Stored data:
▶

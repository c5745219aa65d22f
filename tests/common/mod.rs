//! Shared fixtures for the integration suite: a seeded reporting hierarchy
//! and approver configuration, plus engine constructors.
#![allow(dead_code)]

use std::time::Duration;

use serde_json::json;
use sqlx::PgPool;
use uuid::Uuid;

use approval_flow::{
    CreateWorkflow, EngineConfig, ScopeMode, WorkflowEngine, WorkflowType,
};

pub const MR1: &str = "MR1";
pub const MR2: &str = "MR2";
pub const DSM1: &str = "DSM1";
pub const RSM1: &str = "RSM1";
pub const BISO1A: &str = "BISO1A";
pub const BISO2A: &str = "BISO2A";
pub const CD1: &str = "CD1";
pub const RSD1: &str = "RSD1";

pub fn engine(pool: PgPool) -> WorkflowEngine {
    engine_with_mode(pool, ScopeMode::Permissive)
}

pub fn engine_with_mode(pool: PgPool, scope_mode: ScopeMode) -> WorkflowEngine {
    WorkflowEngine::new(
        pool,
        EngineConfig {
            scope_mode,
            shortlink_key: "integration-test-key".to_string(),
            shortlink_ttl: Duration::from_secs(600),
        },
    )
}

/// Hierarchy: MR1 owns H001/H002 and MR2 owns H003, all under DSM1 who
/// reports to RSM1.
pub async fn seed_hierarchy(pool: &PgPool) -> sqlx::Result<()> {
    for (hospital, mr) in [("H001", MR1), ("H002", MR1), ("H003", MR2)] {
        sqlx::query(
            r#"
            INSERT INTO hospital_assignments (hospital_code, mr_code, dsm_code, rsm_code)
            VALUES ($1, $2, $3, $4)
            "#,
        )
        .bind(hospital)
        .bind(mr)
        .bind(DSM1)
        .bind(RSM1)
        .execute(pool)
        .await?;
    }

    for (code, role, email) in [
        (MR1, "MR", "mr1@example.com"),
        (MR2, "MR", "mr2@example.com"),
        (DSM1, "DSM", "dsm1@example.com"),
        (RSM1, "RSM", "rsm1@example.com"),
        (CD1, "CD", "cd1@example.com"),
    ] {
        sqlx::query(
            r#"
            INSERT INTO user_mappings (actor_code, actor_role, name, email, enabled)
            VALUES ($1, $2, $1, $3, TRUE)
            "#,
        )
        .bind(code)
        .bind(role)
        .bind(email)
        .execute(pool)
        .await?;
    }
    Ok(())
}

/// Pin every configured role for `workflow_type` to a fixed approver.
pub async fn seed_approvers(pool: &PgPool, workflow_type: WorkflowType) -> sqlx::Result<()> {
    for (role, actor) in [
        ("BISO1", BISO1A),
        ("BISO2", BISO2A),
        ("CD", CD1),
        ("RSD", RSD1),
    ] {
        sqlx::query(
            r#"
            INSERT INTO approver_configs (id, workflow_type, role, actor_code, enabled)
            VALUES ($1, $2, $3, $4, TRUE)
            "#,
        )
        .bind(Uuid::new_v4())
        .bind(workflow_type.as_str())
        .bind(role)
        .bind(actor)
        .execute(pool)
        .await?;
    }
    Ok(())
}

pub fn new_target_hospital_request(submitted_by: &str) -> CreateWorkflow {
    CreateWorkflow {
        workflow_type: WorkflowType::NewTargetHospital,
        payload: json!({ "hospitalCode": "H001", "hospitalName": "City General" }),
        title: Some("add target hospital H001".to_string()),
        submitted_by: Some(submitted_by.to_string()),
    }
}

pub fn cancel_link_pharmacy_request(submitted_by: &str) -> CreateWorkflow {
    CreateWorkflow {
        workflow_type: WorkflowType::CancelLinkPharmacy,
        payload: json!({ "pharmacyCode": "P100" }),
        title: Some("drop linked pharmacy P100".to_string()),
        submitted_by: Some(submitted_by.to_string()),
    }
}

pub fn cancel_target_hospital_request(
    submitted_by: &str,
    targets: &[(&str, f64)],
) -> CreateWorkflow {
    let distributions: Vec<serde_json::Value> = targets
        .iter()
        .map(|(code, percent)| json!({ "targetHospitalCode": code, "percent": percent }))
        .collect();
    CreateWorkflow {
        workflow_type: WorkflowType::CancelTargetHospital,
        payload: json!({ "hospitalCode": "H001", "distributions": distributions }),
        title: Some("cancel target hospital H001".to_string()),
        submitted_by: Some(submitted_by.to_string()),
    }
}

◀

Nothing should be dropped. Retype each line above as it is.

### Exercise answer:
repository c5745219aa65d22f
filename tests/common/mod.rs
//! Shared fixtures for the integration suite: a seeded reporting hierarchy
//! and approver configuration, plus engine constructors.
#![allow(dead_code)]

use std::time::Duration;

use serde_json::json;
use sqlx::PgPool;
use uuid::Uuid;

use approval_flow::{
    CreateWorkflow, EngineConfig, ScopeMode, WorkflowEngine, WorkflowType,
};

pub const MR1: &str = "MR1";
pub const MR2: &str = "MR2";
pub const DSM1: &str = "DSM1";
pub const RSM1: &str = "RSM1";
pub const BISO1A: &str = "BISO1A";
pub const BISO2A: &str = "BISO2A";
pub const CD1: &str = "CD1";
pub const RSD1: &str = "RSD1";

pub fn engine(pool: PgPool) -> WorkflowEngine {
    engine_with_mode(pool, ScopeMode::Permissive)
}

pub fn engine_with_mode(pool: PgPool, scope_mode: ScopeMode) -> WorkflowEngine {
    WorkflowEngine::new(
        pool,
        EngineConfig {
            scope_mode,
            shortlink_key: "integration-test-key".to_string(),
            shortlink_ttl: Duration::from_secs(600),
        },
    )
}

/// Hierarchy: MR1 owns H001/H002 and MR2 owns H003, all under DSM1 who
/// reports to RSM1.
pub async fn seed_hierarchy(pool: &PgPool) -> sqlx::Result<()> {
    for (hospital, mr) in [("H001", MR1), ("H002", MR1), ("H003", MR2)] {
        sqlx::query(
            r#"
            INSERT INTO hospital_assignments (hospital_code, mr_code, dsm_code, rsm_code)
            VALUES ($1, $2, $3, $4)
            "#,
        )
        .bind(hospital)
        .bind(mr)
        .bind(DSM1)
        .bind(RSM1)
        .execute(pool)
        .await?;
    }

    for (code, role, email) in [
        (MR1, "MR", "mr1@example.com"),
        (MR2, "MR", "mr2@example.com"),
        (DSM1, "DSM", "dsm1@example.com"),
        (RSM1, "RSM", "rsm1@example.com"),
        (CD1, "CD", "cd1@example.com"),
    ] {
        sqlx::query(
            r#"
            INSERT INTO user_mappings (actor_code, actor_role, name, email, enabled)
            VALUES ($1, $2, $1, $3, TRUE)
            "#,
        )
        .bind(code)
        .bind(role)
        .bind(email)
        .execute(pool)
        .await?;
    }
    Ok(())
}

/// Pin every configured role for `workflow_type` to a fixed approver.
pub async fn seed_approvers(pool: &PgPool, workflow_type: WorkflowType) -> sqlx::Result<()> {
    for (role, actor) in [
        ("BISO1", BISO1A),
        ("BISO2", BISO2A),
        ("CD", CD1),
        ("RSD", RSD1),
    ] {
        sqlx::query(
            r#"
            INSERT INTO approver_configs (id, workflow_type, role, actor_code, enabled)
            VALUES ($1, $2, $3, $4, TRUE)
            "#,
        )
        .bind(Uuid::new_v4())
        .bind(workflow_type.as_str())
        .bind(role)
        .bind(actor)
        .execute(pool)
        .await?;
    }
    Ok(())
}

pub fn new_target_hospital_request(submitted_by: &str) -> CreateWorkflow {
    CreateWorkflow {
        workflow_type: WorkflowType::NewTargetHospital,
        payload: json!({ "hospitalCode": "H001", "hospitalName": "City General" }),
        title: Some("add target hospital H001".to_string()),
        submitted_by: Some(submitted_by.to_string()),
    }
}

pub fn cancel_link_pharmacy_request(submitted_by: &str) -> CreateWorkflow {
    CreateWorkflow {
        workflow_type: WorkflowType::CancelLinkPharmacy,
        payload: json!({ "pharmacyCode": "P100" }),
        title: Some("drop linked pharmacy P100".to_string()),
        submitted_by: Some(submitted_by.to_string()),
    }
}

pub fn cancel_target_hospital_request(
    submitted_by: &str,
    targets: &[(&str, f64)],
) -> CreateWorkflow {
    let distributions: Vec<serde_json::Value> = targets
        .iter()
        .map(|(code, percent)| json!({ "targetHospitalCode": code, "percent": percent }))
        .collect();
    CreateWorkflow {
        workflow_type: WorkflowType::CancelTargetHospital,
        payload: json!({ "hospitalCode": "H001", "distributions": distributions }),
        title: Some("cancel target hospital H001".to_string()),
        submitted_by: Some(submitted_by.to_string()),
    }
}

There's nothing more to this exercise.